**EXERCISE DIRECTIONS:**
Scan the records below and copy every line that contains the string "impl".

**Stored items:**

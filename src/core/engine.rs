use crate::core::scoring::calculate_match_score;
use crate::models::{CandidateProfile, JobDescriptor, MatchScore, ScoringWeights};
use std::future::Future;
use std::sync::Arc;
use thiserror::Error;
use tokio::task::JoinSet;

/// Errors a scoring operation can surface to its caller.
///
/// By policy this is the only error that escapes the engine: a missing
/// profile is a caller/setup problem, not a transient scoring issue. Every
/// other failure in the scoring path is absorbed and yields a score of 0 so
/// a broken provider or database hiccup never breaks a caller's dashboard.
#[derive(Debug, Error)]
pub enum ScoreError {
    #[error("profile not found for user {0}")]
    ProfileNotFound(i64),
}

/// Errors from the backing profile store
#[derive(Debug, Error)]
pub enum ProfileStoreError {
    #[error("profile not found for user {0}")]
    NotFound(i64),

    #[error("profile store failure: {0}")]
    Backend(String),
}

/// Errors from the backing job store
#[derive(Debug, Error)]
pub enum JobStoreError {
    #[error("job store failure: {0}")]
    Backend(String),
}

/// Read-only access to the candidate profile aggregate
pub trait ProfileStore: Send + Sync {
    /// Fetch and project the profile for `user_id` down to the fields the
    /// scorers consume
    fn fetch_candidate_profile(
        &self,
        user_id: i64,
    ) -> impl Future<Output = Result<CandidateProfile, ProfileStoreError>> + Send;
}

/// Read-only access to published job postings
pub trait JobStore: Send + Sync {
    /// Up to `limit` published jobs, most recently created first
    fn list_published_jobs(
        &self,
        limit: usize,
    ) -> impl Future<Output = Result<Vec<JobDescriptor>, JobStoreError>> + Send;
}

/// Optional remote scoring backend (the Gemini adapter in production).
/// Any error is recoverable and triggers heuristic fallback.
pub trait RemoteScorer: Send + Sync {
    fn score_remote(
        &self,
        profile: &CandidateProfile,
        job: &JobDescriptor,
    ) -> impl Future<Output = Result<MatchScore, RemoteScoreError>> + Send;
}

/// Failure of a remote scoring call, always absorbed by fallback
#[derive(Debug, Error)]
#[error("remote scorer failed: {0}")]
pub struct RemoteScoreError(pub String);

/// Match scoring orchestrator
///
/// Constructed once at startup and shared across handlers. Decides per
/// invocation whether to use the remote scorer or the local heuristic,
/// enforcing fallback on any remote failure.
pub struct ScoreEngine<P, J, R> {
    profiles: Arc<P>,
    jobs: Arc<J>,
    remote: Option<Arc<R>>,
    weights: ScoringWeights,
    average_job_limit: usize,
}

impl<P, J, R> Clone for ScoreEngine<P, J, R> {
    fn clone(&self) -> Self {
        Self {
            profiles: Arc::clone(&self.profiles),
            jobs: Arc::clone(&self.jobs),
            remote: self.remote.clone(),
            weights: self.weights,
            average_job_limit: self.average_job_limit,
        }
    }
}

impl<P, J, R> ScoreEngine<P, J, R>
where
    P: ProfileStore + 'static,
    J: JobStore + 'static,
    R: RemoteScorer + 'static,
{
    pub fn new(
        profiles: Arc<P>,
        jobs: Arc<J>,
        remote: Option<Arc<R>>,
        weights: ScoringWeights,
        average_job_limit: usize,
    ) -> Self {
        Self {
            profiles,
            jobs,
            remote,
            weights,
            average_job_limit,
        }
    }

    /// Score a single candidate/job pair
    ///
    /// Only `ScoreError::ProfileNotFound` propagates; any other failure is
    /// logged and absorbed to a score of 0.
    pub async fn score_single(
        &self,
        user_id: i64,
        job: &JobDescriptor,
    ) -> Result<MatchScore, ScoreError> {
        let profile = match self.profiles.fetch_candidate_profile(user_id).await {
            Ok(profile) => profile,
            Err(ProfileStoreError::NotFound(id)) => {
                return Err(ScoreError::ProfileNotFound(id));
            }
            Err(e) => {
                tracing::error!("Failed to fetch profile for user {}: {}", user_id, e);
                return Ok(0);
            }
        };

        if let Some(remote) = &self.remote {
            match remote.score_remote(&profile, job).await {
                Ok(score) => return Ok(score),
                Err(e) => {
                    tracing::warn!(
                        "Remote scoring failed for user {} on job '{}', falling back to heuristic: {}",
                        user_id,
                        job.title,
                        e
                    );
                }
            }
        }

        Ok(calculate_match_score(&profile, job, &self.weights))
    }

    /// Score the candidate against recent published jobs and average
    ///
    /// Fetches up to `limit` jobs (configured default when `None`), scores
    /// them all concurrently, and returns the rounded mean. An empty job set
    /// yields 0.
    pub async fn score_average(
        &self,
        user_id: i64,
        limit: Option<usize>,
    ) -> Result<MatchScore, ScoreError> {
        let limit = limit.unwrap_or(self.average_job_limit);

        let jobs = match self.jobs.list_published_jobs(limit).await {
            Ok(jobs) => jobs,
            Err(e) => {
                tracing::error!("Failed to list published jobs: {}", e);
                return Ok(0);
            }
        };

        if jobs.is_empty() {
            return Ok(0);
        }

        let job_count = jobs.len();

        // Fan out all per-job scoring calls at once; the mean is commutative
        // so completion order is irrelevant
        let mut tasks = JoinSet::new();
        for job in jobs {
            let engine = self.clone();
            tasks.spawn(async move { engine.score_single(user_id, &job).await });
        }

        let mut total: u32 = 0;
        while let Some(joined) = tasks.join_next().await {
            match joined {
                Ok(Ok(score)) => total += score as u32,
                Ok(Err(e)) => return Err(e),
                Err(e) => {
                    tracing::error!("Scoring task panicked: {}", e);
                    return Ok(0);
                }
            }
        }

        let mean = total as f64 / job_count as f64;
        Ok(mean.round() as MatchScore)
    }
}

**OUTPUT FOR THIS TASK:**
    ) -> impl Future<Output = Result<CandidateProfile, ProfileStoreError>> + Send;
    ) -> impl Future<Output = Result<Vec<JobDescriptor>, JobStoreError>> + Send;
    ) -> impl Future<Output = Result<MatchScore, RemoteScoreError>> + Send;
impl<P, J, R> Clone for ScoreEngine<P, J, R> {
impl<P, J, R> ScoreEngine<P, J, R>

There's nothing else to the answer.